Warming climate, budget cuts among most serious challenges

I’ll leave it to my readers to determine the cause, whether our changing climate is the result of a cycle or human activities. There is no doubt, however, that our climate is warming.

The warming has become so acute that according to climatologists the number of days we now experience temperatures above 90 degrees has jumped from a historical average of 12 to 17 days per year to an average of 25 to 40 days annually.

We also know from the Department of Agriculture that the western states of our country have warmed at about twice the rate of eastern states. Since 1895, the average growing season in the west has increased by 2.2 days per decade – the east’s growing season has only increased by about one day during the same period.

Since 2000, the southern Willamette Valley had nine of the 13 hottest days in local history. We had the hottest summer in history in 2021, followed by ’22 with the highest annual average temperature ever at 54 degrees. An average temperature that regularly generates more days above 80 degrees than ever, too.

Another telling indicator of our warming climate is the fact that Cascade snowpacks have diminished by about 20% in the north and as you work down the chain, by as much as 35%. If you happen to be in the ski industry, you are painfully aware that the industry has lost billions of dollars in recent years, that the ski season is getting shorter, and in another 20 years a “Cascade snowpack” could become a relic of history, preserved only in photos. 

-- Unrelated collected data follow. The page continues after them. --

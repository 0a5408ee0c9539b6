//! GPU resources shared by the demos.
//!
//! The demos never load files: [`texture`] generates every image in-process
//! and the helpers below upload images and meshes through an [`InitContext`].

use image::RgbaImage;

use crate::{
    context::InitContext,
    data_structures::{
        model::{Material, Mesh, TexturedVertex},
        texture::Texture,
        transform::Transform,
    },
    pipelines::lit::ObjectResources,
    render::Lit,
};

pub mod texture;

/// An uploaded texture together with its bind group.
#[derive(Debug)]
pub struct BoundTexture {
    pub texture: Texture,
    pub bind_group: wgpu::BindGroup,
}

impl BoundTexture {
    /// Uploads a single image for the lit pipeline.
    pub fn new(init: &InitContext, img: &RgbaImage, label: &str) -> anyhow::Result<Self> {
        let texture = Texture::from_image(&init.device, &init.queue, img, Some(label))?;
        let bind_group = texture.bind_group(&init.device, &init.layouts.texture, Some(label))?;
        Ok(Self {
            texture,
            bind_group,
        })
    }

    /// Uploads equally sized images as one texture array for the painter pipeline.
    pub fn layers(init: &InitContext, layers: &[RgbaImage], label: &str) -> anyhow::Result<Self> {
        let texture = Texture::from_layers(&init.device, &init.queue, layers, Some(label))?;
        let bind_group =
            texture.bind_group(&init.device, &init.layouts.texture_array, Some(label))?;
        Ok(Self {
            texture,
            bind_group,
        })
    }
}

/// A textured mesh, its diffuse map and its per-object uniform.
#[derive(Debug)]
pub struct TexturedObject {
    pub mesh: Mesh,
    pub texture: BoundTexture,
    pub object: ObjectResources,
    pub transform: Transform,
}

impl TexturedObject {
    pub fn new(
        init: &InitContext,
        name: &str,
        vertices: &[TexturedVertex],
        img: &RgbaImage,
        transform: Transform,
        material: Material,
    ) -> anyhow::Result<Self> {
        log::info!("uploading {} ({} vertices)", name, vertices.len());
        let mesh = Mesh::new(&init.device, name, vertices);
        let texture = BoundTexture::new(init, img, name)?;
        // the light colour is multiplied in with the first update
        let object = ObjectResources::new(
            &init.device,
            &init.layouts.object,
            &transform,
            material,
            [1.0; 3],
            name,
        );
        Ok(Self {
            mesh,
            texture,
            object,
            transform,
        })
    }

    /// Uploads the current transform, lit by `light_color` and tinted by `hue`.
    pub fn write_to_buffer(
        &mut self,
        queue: &wgpu::Queue,
        light_color: [f32; 3],
        hue: cgmath::Matrix3<f32>,
    ) {
        self.object.update(queue, &self.transform, light_color, hue);
    }

    pub fn as_lit(&self, culled: bool) -> Lit<'_> {
        Lit {
            mesh: &self.mesh,
            texture: &self.texture.bind_group,
            object: self.object.bind_group(),
            culled,
        }
    }
}
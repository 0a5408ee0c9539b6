use crate::{
    data_structures::model::{PointVertex, Vertex},
    pipelines::basic::{depth_ignored, mk_pipeline_layout, mk_render_pipeline, mk_uniform_layout, primitive},
};

/// Single colour for every fragment of a 2D primitive.
#[repr(C)]
#[derive(Debug, Copy, Clone, PartialEq, bytemuck::Pod, bytemuck::Zeroable)]
pub struct PaintUniform {
    pub color: [f32; 4],
}

impl From<wgpu::Color> for PaintUniform {
    fn from(c: wgpu::Color) -> Self {
        Self {
            color: [c.r as f32, c.g as f32, c.b as f32, c.a as f32],
        }
    }
}

pub fn mk_bind_group_layout(device: &wgpu::Device) -> wgpu::BindGroupLayout {
    mk_uniform_layout(device, wgpu::ShaderStages::FRAGMENT, "paint_bind_group_layout")
}

/**
 * 2D positions straight into clip space. `PointList` draws the chaos game,
 * `TriangleList` the subdivided gasket.
 */
pub fn mk_points_pipeline(
    device: &wgpu::Device,
    config: &wgpu::SurfaceConfiguration,
    paint_layout: &wgpu::BindGroupLayout,
    topology: wgpu::PrimitiveTopology,
) -> wgpu::RenderPipeline {
    let layout = mk_pipeline_layout(device, "Points Pipeline Layout", &[paint_layout]);
    let shader = wgpu::ShaderModuleDescriptor {
        label: Some("Points Shader"),
        source: wgpu::ShaderSource::Wgsl(include_str!("points.wgsl").into()),
    };
    mk_render_pipeline(
        device,
        "Points Pipeline",
        &layout,
        config.format,
        Some(wgpu::BlendState::REPLACE),
        depth_ignored(),
        &[PointVertex::desc()],
        shader,
        primitive(topology, None),
    )
}
//! Object picking and selection.
//!
//! Picking renders the pickable geometry of every flow into an offscreen
//! `R32Uint` texture where each fragment holds the id of the object it belongs
//! to, then reads back the texel under the mouse cursor. Only the painter's
//! scene carries ids, and because it arrives sorted back to front the nearest
//! object is written last and ends up in the texture.
//!
//! The pipeline works as follows:
//! 1. Render all painter scenes to the pick texture
//! 2. Read the texel at the mouse cursor (scaled to the padded texture size)
//! 3. Map the pick ID back to the flows that rendered it (see [`Render::map_ids`])
//!
//! Id `0` is the clear value and means that nothing was hit.
//!
//! [`Render::map_ids`]: crate::render::Render

use std::{
    collections::{HashMap, HashSet},
    iter,
};

use anyhow::{Context as _, anyhow};
use winit::dpi::PhysicalPosition;

use crate::{
    context::{Context, MouseState},
    flow::GraphicsFlow,
    pipelines::pick::PICK_FORMAT,
    render::Painter,
};

#[cfg(target_arch = "wasm32")]
use crate::flow::FlowEvent;

/// Id written where no object was drawn.
pub const NO_PICK: u32 = 0;

const BYTES_PER_PIXEL: u32 = std::mem::size_of::<u32>() as u32;
const ROW_ALIGNMENT: u32 = 256;

/// The four bytes of a pick texel, lowest byte in the first channel.
pub fn encode_pick_id(id: u32) -> [u8; 4] {
    id.to_le_bytes()
}

pub fn decode_pick_id(rgba: [u8; 4]) -> u32 {
    u32::from_le_bytes(rgba)
}

/// Rounds both sides up to a multiple of 256 texels, which satisfies the
/// row alignment of texture to buffer copies for any texel size.
pub fn padded_extent(width: u32, height: u32) -> (u32, u32) {
    let pad = |side: u32| side.max(1).div_ceil(ROW_ALIGNMENT) * ROW_ALIGNMENT;
    (pad(width), pad(height))
}

/// Byte offset of the texel under `coords` in the read-back buffer.
///
/// The scene is rendered stretched over the padded texture, so window
/// coordinates are scaled by `padded / window` first. Returns `None` for
/// cursors outside the window.
pub fn pick_index(
    coords: PhysicalPosition<f64>,
    window: (u32, u32),
    padded: (u32, u32),
) -> Option<usize> {
    let (width, height) = window;
    let (padded_width, padded_height) = padded;
    if width == 0 || height == 0 {
        return None;
    }
    let x = coords.x * f64::from(padded_width) / f64::from(width);
    let y = coords.y * f64::from(padded_height) / f64::from(height);
    if !(0.0..f64::from(padded_width)).contains(&x) || !(0.0..f64::from(padded_height)).contains(&y) {
        return None;
    }
    let texel = y as usize * padded_width as usize + x as usize;
    Some(texel * BYTES_PER_PIXEL as usize)
}

/// Reads the id at `index` from a mapped pick buffer.
pub fn read_pick_id(data: &[u8], index: Option<usize>) -> u32 {
    index
        .and_then(|i| data.get(i..i + BYTES_PER_PIXEL as usize))
        .and_then(|texel| texel.try_into().ok())
        .map(decode_pick_id)
        .unwrap_or(NO_PICK)
}

/// Render all flows to the pick texture and determine which object was clicked.
///
/// # Arguments
///
/// * `async_runtime` blocks on the buffer mapping when not on WASM
/// * `flows` represent all active graphics flows with their renderable objects
/// * `ctx` is the rendering context
/// * `mouse_state` is required for getting the mouse coordinates at the time of picking
/// * `proxy` WASM futures can only resolve using the winit event loop proxy by sending events
///
/// # Returns
///
/// `Some((pick_id, flow_ids))` if an object was picked, or `None` if nothing
/// was hit or the result is delivered via the event loop.
pub fn draw_to_pick_buffer<State>(
    #[cfg(not(target_arch = "wasm32"))] async_runtime: &tokio::runtime::Runtime,
    flows: &[Box<dyn GraphicsFlow<State>>],
    ctx: &Context,
    mouse_state: &MouseState,
    #[cfg(target_arch = "wasm32")] proxy: winit::event_loop::EventLoopProxy<FlowEvent<State>>,
) -> Option<(u32, HashSet<usize>)> {
    let window = (ctx.config.width, ctx.config.height);
    let (width, height) = padded_extent(window.0, window.1);

    let extent3d = wgpu::Extent3d {
        width,
        height,
        depth_or_array_layers: 1,
    };

    let pick_texture = ctx.device.create_texture(&wgpu::TextureDescriptor {
        label: Some("Pick texture"),
        size: extent3d,
        mip_level_count: 1,
        sample_count: 1,
        dimension: wgpu::TextureDimension::D2,
        format: PICK_FORMAT,
        usage: wgpu::TextureUsages::COPY_SRC | wgpu::TextureUsages::RENDER_ATTACHMENT,
        view_formats: &[],
    });

    let mut encoder = ctx
        .device
        .create_command_encoder(&wgpu::CommandEncoderDescriptor {
            label: Some("Pick Encoder"),
        });
    let mut translation: HashMap<u32, HashSet<usize>> = HashMap::new();

    {
        let mut render_pass = encoder.begin_render_pass(&wgpu::RenderPassDescriptor {
            label: Some("Pick Pass"),
            color_attachments: &[Some(wgpu::RenderPassColorAttachment {
                view: &pick_texture.create_view(&wgpu::TextureViewDescriptor::default()),
                resolve_target: None,
                ops: wgpu::Operations {
                    load: wgpu::LoadOp::Clear(wgpu::Color::TRANSPARENT),
                    store: wgpu::StoreOp::Store,
                },
            })],
            depth_stencil_attachment: None,
            occlusion_query_set: None,
            timestamp_writes: None,
        });

        let mut painters: Vec<Painter> = Vec::new();
        /*
           Flows handle pick IDs internally. We store which flow rendered which
           id so that only the owners of the picked object get invoked.
        */
        flows.iter().enumerate().for_each(|(idx, flow)| {
            let render = flow.on_render();
            render.map_ids(idx, &mut translation);
            render.set_pick_pipelines(&mut painters);
        });

        render_pass.set_pipeline(&ctx.pipelines.pick);
        render_pass.set_bind_group(0, &ctx.camera.bind_group, &[]);
        for painter in painters.iter().filter(|p| p.amount > 0) {
            render_pass.set_vertex_buffer(0, painter.vertex.slice(..));
            render_pass.draw(0..painter.amount, 0..1);
        }
    }

    let output_buffer = ctx.device.create_buffer(&wgpu::BufferDescriptor {
        size: u64::from(BYTES_PER_PIXEL * width * height),
        usage: wgpu::BufferUsages::COPY_DST
                    // this tells wpgu that we want to read this buffer from the cpu
                    | wgpu::BufferUsages::MAP_READ,
        label: Some("Pick output buffer"),
        mapped_at_creation: false,
    });

    encoder.copy_texture_to_buffer(
        wgpu::TexelCopyTextureInfo {
            aspect: wgpu::TextureAspect::All,
            texture: &pick_texture,
            mip_level: 0,
            origin: wgpu::Origin3d::ZERO,
        },
        wgpu::TexelCopyBufferInfo {
            buffer: &output_buffer,
            layout: wgpu::TexelCopyBufferLayout {
                offset: 0,
                bytes_per_row: Some(BYTES_PER_PIXEL * width),
                rows_per_image: Some(height),
            },
        },
        extent3d,
    );

    ctx.queue.submit(iter::once(encoder.finish()));
    let device = ctx.device.clone();
    let index = pick_index(mouse_state.coords, window, (width, height));

    #[cfg(target_arch = "wasm32")]
    {
        wasm_bindgen_futures::spawn_local(async move {
            match read_texture_buffer(&output_buffer, &device, index).await {
                Ok(id) => {
                    if let Some(flow_ids) = translation.get(&id) {
                        if proxy.send_event(FlowEvent::Id((id, flow_ids.clone()))).is_err() {
                            log::error!("Event loop closed before the pick result arrived");
                        }
                    }
                }
                Err(e) => log::error!("Picking failed: {e:#}"),
            }
        });
        return None;
    }
    #[cfg(not(target_arch = "wasm32"))]
    {
        return match async_runtime.block_on(read_texture_buffer(&output_buffer, &device, index)) {
            Ok(id) => translation.get(&id).map(|flow_ids| (id, flow_ids.clone())),
            Err(e) => {
                log::error!("Picking failed: {e:#}");
                None
            }
        };
    }
}

async fn read_texture_buffer(
    buffer: &wgpu::Buffer,
    device: &wgpu::Device,
    index: Option<usize>,
) -> anyhow::Result<u32> {
    // NOTE: We have to create the mapping THEN device.poll() before await
    // the future. Otherwise the application will freeze.
    let buffer_slice = buffer.slice(..);
    let (tx, rx) = futures_intrusive::channel::shared::oneshot_channel();
    buffer_slice.map_async(wgpu::MapMode::Read, move |result| {
        // the receiver only disappears if picking was abandoned
        let _ = tx.send(result);
    });
    #[cfg(target_arch = "wasm32")]
    device.poll(wgpu::PollType::Poll)?;
    #[cfg(not(target_arch = "wasm32"))]
    device.poll(wgpu::PollType::Wait)?;
    rx.receive()
        .await
        .ok_or_else(|| anyhow!("pick buffer mapping was cancelled"))?
        .context("pick buffer could not be mapped")?;

    let id = {
        let data = buffer_slice.get_mapped_range();
        read_pick_id(&data, index)
    };
    buffer.unmap();

    log::info!("Selected obj with id {}", id);
    Ok(id)
}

In the April 4 edition of The Chronicle I spoke to the now pending cutbacks by the Army Corps of Engineers for hatchery funding and trout production to our local ODFW district for 2025. The article has a lot of information about the Army Corps’ own funding of their current plans and I would encourage you to seek that out. I also alluded to the fact that the Oregon Department of Fish and Wildlife, in particular our local district, also is facing other challenges that likely will be exacerbated by the fact that our region is warming. 

More challenges ahead

For decades the water that flows through the hatcheries on the McKenzie River had maintained a temperature of about 58 degrees or lower, until recent years where the water discharges have been surpassing 60 degrees on many summer days and in violation of Oregon’s water quality regulations.

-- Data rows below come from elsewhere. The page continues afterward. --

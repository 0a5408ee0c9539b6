use crate::pipelines::basic::{UniformResources, mk_uniform_layout};

#[derive(Copy, Clone, Debug, PartialEq, Eq)]
#[repr(u32)]
pub enum LightKind {
    /// `position` is a direction towards the light.
    Directional = 0,
    /// `position` is a world-space point.
    Point = 1,
}

#[repr(C)]
#[derive(Debug, Copy, Clone, PartialEq, bytemuck::Pod, bytemuck::Zeroable)]
pub struct LightUniform {
    pub position: [f32; 3],
    // fills the vec3 padding slot
    pub kind: u32,
}

impl LightUniform {
    pub fn directional(direction: [f32; 3]) -> Self {
        Self {
            position: direction,
            kind: LightKind::Directional as u32,
        }
    }

    pub fn point(position: [f32; 3]) -> Self {
        Self {
            position,
            kind: LightKind::Point as u32,
        }
    }
}

/// The scene light.
///
/// Only position and kind go to the GPU. The colour stays on the CPU where it is
/// multiplied into the material products of every object.
#[derive(Debug)]
pub struct LightResources {
    pub color: [f32; 3],
    pub uniform: UniformResources<LightUniform>,
    pub bind_group_layout: wgpu::BindGroupLayout,
}

impl LightResources {
    pub fn new(device: &wgpu::Device, uniform: LightUniform, color: [f32; 3]) -> Self {
        let bind_group_layout = mk_bind_group_layout(device);
        let uniform = UniformResources::new(device, &bind_group_layout, uniform, "light_bind_group");
        Self {
            color,
            uniform,
            bind_group_layout,
        }
    }

    pub fn bind_group(&self) -> &wgpu::BindGroup {
        &self.uniform.bind_group
    }

    pub fn set(&mut self, queue: &wgpu::Queue, uniform: LightUniform, color: [f32; 3]) {
        self.color = color;
        self.uniform.write(queue, uniform);
    }
}

impl Default for LightUniform {
    fn default() -> Self {
        let d = 1.0 / 3.0_f32.sqrt();
        Self::directional([d, d, d])
    }
}

pub fn mk_bind_group_layout(device: &wgpu::Device) -> wgpu::BindGroupLayout {
    mk_uniform_layout(
        device,
        wgpu::ShaderStages::VERTEX | wgpu::ShaderStages::FRAGMENT,
        "light_bind_group_layout",
    )
}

That made the Department the target of several environmental groups that mounted a successful litigation against the Department. As a result of the lawsuit, the ODFW will have to curtail, at least temporarily, operations at the Leaburg Hatchery that produces trout and at the McKenzie River Hatchery that produces hatchery spring chinook salmon. 

This year by June 1, the court has ordered the ODFW to dewater both hatcheries. Most immediately, the ODFW is preparing to move all the fish at both hatcheries to the Willamette Hatchery in Oakridge. Department officials said that, with some modifications to both hatcheries, operations could bring those temperatures into compliance for 2026. 

Losing the convenience of having the Leaburg Hatchery right on the bank of the McKenzie River will be significant. The fish will have to be trucked all the way from Oakridge to Blue River about every other week. The American Transportation Research Institute said that the cost of running a tanker-style truck is about $5.50 per mile plus fuel, but given the specialized nature of a hatchery truck it could be higher.